Development of methods and quality standard for quality control of recombinant human GLP-1 analogue fusion protein
- Author:
Chun-Mei HAN
1
Author Information
- Publication Type:Journal Article
- Keywords: HPLC; Leuciferase reporter gene assay; Quality control; Recombinant human GLP-1 analogue fusion protein
- From: Chinese Pharmaceutical Journal 2016;51(13):1085-1090
- CountryChina
- Language:Chinese
- Abstract: OBJECTIVE: To establish the quality control system for the recombinant human GLP-1 analogue fusion protein. METHODS: The potency of the fusion protein was determined by luciferase reporter gene assay. The purity was analyzed by non-reduced SDS-PAGE and SEC-HPLC respectively. RP-HPLC was used for the peptide mapping. ELISA was used to analyze the identification of the final products. The molecular mass and peptide mass spectra were analyzed by LC-ESI-MS technique. Other control tests were performed according to the requirements in the Chinese Pharmacopoeia (Volume III, 2010 edition). RESULTS: Control tests were performed on three different lots of bulks and final products of recombinant GLP-1 analog fusion protein by the developed methods. The results showed that all the indexes met the requirements in the Guideline for Quality Control of Recombinant DNA Products for Human Use and Chinese Pharmacopoeia (Volume III, 2010 edition).
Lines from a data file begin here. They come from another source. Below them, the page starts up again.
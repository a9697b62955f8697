use crate::constants::TABLE_ATTRIBS;
use crate::error::{EtlError, Result};
use crate::ports::PageFetcher;
use crate::types::{BankRecord, ResultSet};
use scraper::{ElementRef, Html, Selector};
use tracing::{debug, info, instrument, warn};

/// Where each semantic column lives inside a data row.
///
/// Indices count `<td>` cells and `<a>` elements from zero. On the archived
/// page the name cell starts with a flag link, so the bank link is the second
/// anchor.
#[derive(Debug, Clone)]
pub struct TableLayout {
    pub name_column: String,
    pub market_cap_column: String,
    pub name_cell: usize,
    pub name_anchor: usize,
    pub name_attribute: String,
    pub market_cap_cell: usize,
}

impl Default for TableLayout {
    fn default() -> Self {
        Self {
            name_column: TABLE_ATTRIBS[0].to_string(),
            market_cap_column: TABLE_ATTRIBS[1].to_string(),
            name_cell: 1,
            name_anchor: 1,
            name_attribute: "title".to_string(),
            market_cap_cell: 2,
        }
    }
}

impl TableLayout {
    /// Layout for the given output column names: bank name, then USD market cap.
    pub fn with_columns(table_attribs: &[&str]) -> Result<Self> {
        match table_attribs {
            [name, market_cap] => Ok(Self {
                name_column: name.to_string(),
                market_cap_column: market_cap.to_string(),
                ..Self::default()
            }),
            other => Err(EtlError::Config(format!(
                "expected 2 table columns (name, market cap), got {}",
                other.len()
            ))),
        }
    }
}

fn selector(css: &str) -> Result<Selector> {
    Selector::parse(css).map_err(|e| EtlError::Parse(format!("invalid selector '{css}': {e}")))
}

/// Scrapes the bank table from a single page.
pub struct LargestBanksCrawler<'a> {
    fetcher: &'a dyn PageFetcher,
    layout: TableLayout,
}

impl<'a> LargestBanksCrawler<'a> {
    pub fn new(fetcher: &'a dyn PageFetcher, layout: TableLayout) -> Self {
        Self { fetcher, layout }
    }

    #[instrument(skip(self))]
    pub fn extract(&self, url: &str) -> Result<ResultSet<BankRecord>> {
        let page = self.fetcher.fetch(url)?;
        let records = parse_bank_table(&page, &self.layout)?;
        info!("Extracted {} banks", records.len());
        Ok(records)
    }
}

/// Reads every data row of the first `wikitable` on the page.
///
/// Rows without `<td>` cells are headers and are skipped. Any data row that
/// lacks the cells, anchor or attribute named by `layout`, or whose market
/// cap is not a non-negative number, fails the whole extraction.
pub fn parse_bank_table(html: &str, layout: &TableLayout) -> Result<ResultSet<BankRecord>> {
    let document = Html::parse_document(html);
    let table_selector = selector("table.wikitable")?;
    let tbody_selector = selector("tbody")?;
    let row_selector = selector("tr")?;
    let cell_selector = selector("td")?;
    let anchor_selector = selector("a")?;

    let table = document
        .select(&table_selector)
        .next()
        .ok_or_else(|| EtlError::Parse("no table with class 'wikitable' found".into()))?;
    let tbody = table
        .select(&tbody_selector)
        .next()
        .ok_or_else(|| EtlError::Parse("wikitable has no <tbody>".into()))?;

    let mut records = Vec::new();
    let mut data_row = 0usize;

    for row in tbody.select(&row_selector) {
        let cells: Vec<ElementRef> = row.select(&cell_selector).collect();
        if cells.is_empty() {
            continue;
        }
        data_row += 1;

        let name_cell = cells.get(layout.name_cell).ok_or_else(|| {
            missing(data_row, &layout.name_column, format!("cell {}", layout.name_cell))
        })?;
        let anchor = name_cell
            .select(&anchor_selector)
            .nth(layout.name_anchor)
            .ok_or_else(|| {
                missing(data_row, &layout.name_column, format!("anchor {}", layout.name_anchor))
            })?;
        let bank_name = anchor.value().attr(&layout.name_attribute).ok_or_else(|| {
            missing(
                data_row,
                &layout.name_column,
                format!("'{}' attribute", layout.name_attribute),
            )
        })?;

        let market_cap_cell = cells.get(layout.market_cap_cell).ok_or_else(|| {
            missing(
                data_row,
                &layout.market_cap_column,
                format!("cell {}", layout.market_cap_cell),
            )
        })?;
        let market_cap_text = market_cap_cell.text().collect::<String>();
        let market_cap_usd = parse_market_cap(&market_cap_text).map_err(|reason| {
            EtlError::Parse(format!(
                "row {data_row}: {} value '{}' {reason}",
                layout.market_cap_column,
                market_cap_text.trim()
            ))
        })?;

        debug!("Row {}: {} = {}", data_row, bank_name, market_cap_usd);
        records.push(BankRecord {
            bank_name: bank_name.to_string(),
            market_cap_usd,
        });
    }

    if records.is_empty() {
        warn!("No data rows found - the page structure may have changed");
    }

    Ok(records)
}

fn missing(row: usize, column: &str, what: String) -> EtlError {
    EtlError::Parse(format!("row {row}: {what} for {column} is missing"))
}

fn parse_market_cap(text: &str) -> std::result::Result<f64, &'static str> {
    let cleaned = text.trim().replace('\n', "");
    let value: f64 = cleaned.parse().map_err(|_| "is not a number")?;
    if !value.is_finite() {
        return Err("is not a finite number");
    }
    if value < 0.0 {
        return Err("is negative");
    }
    Ok(value)
}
The molecular weight of the recombinant human GLP-1 analogue fusion protein was 71 361.0, which was in conformity with the theoretical value. CONCLUSION: The developed methods and standard may assure the safety, effectiveness, and controllability of the recombinant human GLP-1 analogue fusion protein, which might be used for the routine quality control of products of the same kind.